Время одно может решить эти вопросы, и я не берусь раскрывать их перед читателем. Знаю только, что в настоящие минуты они не приходили в хорошенькую голову Марион: безотчетно и сладко предавалась она розовым мечтам, и вызвало ее из них не строгое раздумье, а голос Ивана Кузьмича.
— Машенька! Машенька! — кричал он из залы. — Слышала ты, Иванов-то на следствие едет? Да добро бы посылали, а то сам вызвался — просто-таки сам. А? Как это тебе покажется? Да его, в самом деле, какая-то муха укусила; или, лучше сказать, у него просто какая-то муха в носу сидит и не дает ему покоя… да! Матушка! — сказал он, взглянув на Марион и всплеснув руками. — Что ты это делаешь со мной: четыре часа, а ты еще не одета! Разве ты забыла, что у Анны Семеновны маленький сынок, Шушу именинник! А ты, чай, и поздравлять не посылала? Хорошо, что я сам заехал. Ты знаешь, что Шушунчик ее любимец! Она нас звала обедать, и всего-то будут мы, Григорий Григорьич с женой, да самые короткие. И пожалуй, еще Григорья-то Григорьича мы, по твоей милости, ждать заставим…

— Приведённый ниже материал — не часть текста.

//! Disease case database operations.

use chrono::Utc;
use rusqlite::{params, params_from_iter, OptionalExtension, Row};

use super::{
    format_date, format_timestamp, parse_date, parse_timestamp, CaseFilter, Database, DbError,
    DbResult,
};
use crate::models::{
    AnimalDetails, CaseOutcome, DiseaseCase, DiseaseType, LocationSnapshot, Severity,
};

const CASE_COLUMNS: &str = r#"
    id, report_id, animal_ref, animal_species, animal_breed, animal_age,
    disease_name, disease_type, symptoms, severity, diagnosis_date,
    diagnosis_method, treatment_provided, outcome, province, district, sector,
    cell, village, latitude, longitude, reported_by, reported_date, is_outbreak,
    affected_animals_count, notes, updated_at
"#;

impl Database {
    /// Reserve the next human-facing report id.
    pub fn next_report_id(&self) -> DbResult<String> {
        let n = self.next_sequence("disease_case")?;
        Ok(format!("DIS{:06}", n))
    }

    /// Insert a new disease case.
    pub fn insert_case(&self, case: &DiseaseCase) -> DbResult<()> {
        let symptoms_json = serde_json::to_string(&case.symptoms)?;
        self.conn.execute(
            &format!(
                "INSERT INTO disease_cases ({}) VALUES (?1, ?2, ?3, ?4, ?5, ?6, ?7, ?8, ?9, \
                 ?10, ?11, ?12, ?13, ?14, ?15, ?16, ?17, ?18, ?19, ?20, ?21, ?22, ?23, ?24, \
                 ?25, ?26, ?27)",
                CASE_COLUMNS
            ),
            params![
                case.id,
                case.report_id,
                case.animal_id,
                case.animal_details.species,
                case.animal_details.breed,
                case.animal_details.age,
                case.disease_name,
                case.disease_type.as_str(),
                symptoms_json,
                case.severity.as_str(),
                format_date(&case.diagnosis_date),
                case.diagnosis_method,
                case.treatment_provided,
                case.outcome.as_str(),
                case.location.province,
                case.location.district,
                case.location.sector,
                case.location.cell,
                case.location.village,
                case.location.latitude,
                case.location.longitude,
                case.reported_by,
                format_timestamp(&case.reported_date),
                case.is_outbreak,
                case.affected_animals_count,
                case.notes,
                format_timestamp(&case.updated_at),
            ],
        )?;
        Ok(())
    }

    /// Write a new outcome, optionally replacing treatment and notes.
    ///
    /// The location snapshot is never touched here.
    pub fn set_case_outcome(
        &self,
        id: &str,
        outcome: &CaseOutcome,
        treatment_provided: Option<&str>,
        notes: Option<&str>,
    ) -> DbResult<bool> {
        let rows_affected = self.conn.execute(
            r#"
            UPDATE disease_cases SET
                outcome = ?2,
                treatment_provided = COALESCE(?3, treatment_provided),
                notes = COALESCE(?4, notes),
                updated_at = ?5
            WHERE id = ?1
            "#,
            params![
                id,
                outcome.as_str(),
                treatment_provided,
                notes,
                format_timestamp(&Utc::now()),
            ],
        )?;
        Ok(rows_affected > 0)
    }

    /// Get a case by store ID.
    pub fn get_case(&self, id: &str) -> DbResult<Option<DiseaseCase>> {
        self.conn
            .query_row(
                &format!("SELECT {} FROM disease_cases WHERE id = ?", CASE_COLUMNS),
                [id],
                CaseRow::from_row,
            )
            .optional()?
            .map(|row| row.try_into())
            .transpose()
    }

    /// List cases matching a filter, newest report first.
    pub fn list_cases(&self, filter: &CaseFilter) -> DbResult<Vec<DiseaseCase>> {
        let (where_sql, params) = filter
            .to_where()
            .finish("reported_date DESC, report_id DESC", filter.limit);
        let mut stmt = self
            .conn
            .prepare(&format!("SELECT {} FROM disease_cases{}", CASE_COLUMNS, where_sql))?;
        let rows = stmt.query_map(params_from_iter(params.iter()), CaseRow::from_row)?;

        let mut cases = Vec::new();
        for row in rows {
            cases.push(row?.try_into()?);
        }
        tracing::debug!(count = cases.len(), "fetched disease cases");
        Ok(cases)
    }
}

/// Intermediate row struct for database mapping.
struct CaseRow {
    id: String,
    report_id: String,
    animal_ref: String,
    animal_species: String,
    animal_breed: String,
    animal_age: u32,
    disease_name: String,
    disease_type: String,
    symptoms: String,
    severity: String,
    diagnosis_date: String,
    diagnosis_method: String,
    treatment_provided: Option<String>,
    outcome: String,
    province: String,
    district: String,
    sector: String,
    cell: Option<String>,
    village: Option<String>,
    latitude: Option<f64>,
    longitude: Option<f64>,
    reported_by: String,
    reported_date: String,
    is_outbreak: bool,
    affected_animals_count: u32,
    notes: Option<String>,
    updated_at: String,
}

impl CaseRow {
    fn from_row(row: &Row<'_>) -> rusqlite::Result<Self> {
        Ok(Self {
            id: row.get(0)?,
            report_id: row.get(1)?,
            animal_ref: row.get(2)?,
            animal_species: row.get(3)?,
            animal_breed: row.get(4)?,
            animal_age: row.get(5)?,
            disease_name: row.get(6)?,
            disease_type: row.get(7)?,
            symptoms: row.get(8)?,
            severity: row.get(9)?,
            diagnosis_date: row.get(10)?,
            diagnosis_method: row.get(11)?,
            treatment_provided: row.get(12)?,
            outcome: row.get(13)?,
            province: row.get(14)?,
            district: row.get(15)?,
            sector: row.get(16)?,
            cell: row.get(17)?,
            village: row.get(18)?,
            latitude: row.get(19)?,
            longitude: row.get(20)?,
            reported_by: row.get(21)?,
            reported_date: row.get(22)?,
            is_outbreak: row.get(23)?,
            affected_animals_count: row.get(24)?,
            notes: row.get(25)?,
            updated_at: row.get(26)?,
        })
    }
}

impl TryFrom<CaseRow> for DiseaseCase {
    type Error = DbError;

    fn try_from(row: CaseRow) -> Result<Self, Self::Error> {
        let disease_type = DiseaseType::parse(&row.disease_type).ok_or_else(|| {
            DbError::Malformed(format!("disease type {:?} on case {}", row.disease_type, row.id))
        })?;
        let severity = Severity::parse(&row.severity).ok_or_else(|| {
            DbError::Malformed(format!("severity {:?} on case {}", row.severity, row.id))
        })?;
        let symptoms: Vec<String> = serde_json::from_str(&row.symptoms)?;

        Ok(DiseaseCase {
            id: row.id,
            report_id: row.report_id,
            animal_id: row.animal_ref,
            animal_details: AnimalDetails {
                species: row.animal_species,
                breed: row.animal_breed,
                age: row.animal_age,
            },
            disease_name: row.disease_name,
            disease_type,
            symptoms,
            severity,
            diagnosis_date: parse_date(&row.diagnosis_date)?,
            diagnosis_method: row.diagnosis_method,
            treatment_provided: row.treatment_provided,
            outcome: CaseOutcome::parse(&row.outcome),
            location: LocationSnapshot {
                province: row.province,
                district: row.district,
                sector: row.sector,
                cell: row.cell,
                village: row.village,
                latitude: row.latitude,
                longitude: row.longitude,
            },
            reported_by: row.reported_by,
            reported_date: parse_timestamp(&row.reported_date)?,
            is_outbreak: row.is_outbreak,
            affected_animals_count: row.affected_animals_count,
            notes: row.notes,
            updated_at: parse_timestamp(&row.updated_at)?,
        })
    }
}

— Иду, иду! — сказала Марион, нехотя вставая.
XI
Федор Федорыч поутру в этот день узнал о скором отъезде Иванова, и ему стало грустно и досадно. Человек бездействующий, и бездействующий сознательно, он умел сделать себе занимательным свое безжизненное существование: он жил чужой жизнью. Все новое и замечательное в моральном мире сильно привлекало его внимание; он жадно слушал каждый звук жизни, он наблюдал и анализировал каждое ее проявление, и во всем он был только посторонний зритель. Одаренный от природы умом проницательным и ясным, он развил его еще более привычкой постоянной мысли, и мысль в нем росла насчет деятельности и, поддержанная физической ленью, поглотила всю его практическую жизнь. Бог знает, для кого и для чего копил он огромный запас наблюдательности, не думая его никому передавать, еще менее думая самому сделать из него применение. Наблюдательность сделалась его страстью. Его интересовал всякий оригинальный характер, всякая прямая или уродливая натура. Отличив кого-нибудь из знакомых какой-либо стороной ума или характера, выходящего из обыкновенного уровня, он следил за ним, как натуралист за неизвестным ему животным или насекомым, и наблюдал до тех пор, пока не разгадывал его. Чем богаче и разнообразнее была встретившаяся ему натура, тем сильнее влекла она его к себе, тем с большей любовью он к ней привязывался. Но, раз поняв совершенно человека, он оставлял его как прочитанную книгу. Он и книги читал как-то особенно: если в них попадался ему какой-нибудь характер, то, разобрав и поняв его таким, как хотел его изобразить автор, он видел в нем лицо живое, уже близко ему знакомое. Тогда он следил за ним во всех выведенных на сцену положениях и часто вдруг останавливался и говорил: «Не может быть, чтобы такой-то сделал или сказал это: он должен был вот что сделать», и затем он умственно переделывал сцену; но если замечал дальнейшее отклонение автора, то говорил: «Э, приятель, не туда пошел!» — и затем бросал книгу, как бы интересна ни была она.